Hamlet on Vaccination
Karlie Shorrock
To vaccinate, or not to vaccinate: that is the question:
Whether ‘tis nobler in the mind to suffer
The horror of polio and smallpox,
Or to take shots against a raging virus,
And through immunity eradicate them. To die, to get a shot:
No more: and by a shot to say we end the heartache,
And the thousand natural illnesses
That flesh is heir to, ‘tis an end
Devoutly to be wished. To die, to get a shot;
To get a shot: perchance to feel pain: Ay, there’s the rub;
For in that shot what pain may come,
When we have shuffled to the clinic,
Must give us pause: there’s the fear
That makes disease of so long life:
For who would bear the whips and scorns of malaria,
The itch of chickenpox, the breathlessness of pneumonia,
The fire of meningitis, the agony of tuberculosis,
The suffering of pertussis, and the nausea
That patient merit of the illness takes,
When he himself might his wellness have kept
With a mere shot?
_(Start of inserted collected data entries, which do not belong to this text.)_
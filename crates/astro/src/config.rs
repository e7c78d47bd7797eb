//! Game configuration

use std::path::PathBuf;

use astro_engine::config::{Config, Deserialize, Serialize, WorldConfig};
use astro_engine::templates::DEFAULT_LOAD_ORDER;

/// Game configuration
#[derive(Debug, Clone, PartialEq, Serialize, Deserialize)]
#[serde(default)]
pub struct GameConfig {
    /// Play area shared by every entity
    pub world: WorldConfig,

    /// Frames simulated per second
    pub max_fps: u32,

    /// Root of the template category directories
    pub template_dir: PathBuf,

    /// Directory sprite paths are resolved against
    pub asset_dir: PathBuf,

    /// Template categories, loaded in this order
    pub load_order: Vec<String>,

    /// Template key of the player's ship
    pub player_ship: String,

    /// Template key of the enemy wave's ships
    pub enemy_ship: String,

    /// Number of enemy ships in the wave
    pub enemy_count: usize,

    /// Frames played before the scripted quit
    pub demo_frames: u32,

    /// Where to save the last frame, if anywhere
    pub screenshot: Option<PathBuf>,
}

impl Default for GameConfig {
    fn default() -> Self {
        let root = PathBuf::from(env!("CARGO_MANIFEST_DIR"));
        Self {
            world: WorldConfig::default(),
            max_fps: 60,
            template_dir: root.join("config"),
            asset_dir: root.join("assets"),
            load_order: DEFAULT_LOAD_ORDER.iter().map(ToString::to_string).collect(),
            player_ship: "testship".to_string(),
            enemy_ship: "drone".to_string(),
            enemy_count: 3,
            demo_frames: 600,
            screenshot: None,
        }
    }
}

impl Config for GameConfig {}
Who would sickness bear,
To fever and sweat under an ugly virus,
But that dread of pain after a shot,
The undiscover’d pain from whose clinic
No victim ever returns, puzzles the doctors
And makes us rather bear the pain and disease we have,
Than to get a shot which would prevent them?
Thus conscience does make cowards of us all,
And thus the native hue of resolution
Is sicklied o’er with the pale cast of thought,
And enterprises of mass vaccination
With this regard their people turn awry
And let loose disease to run rampant.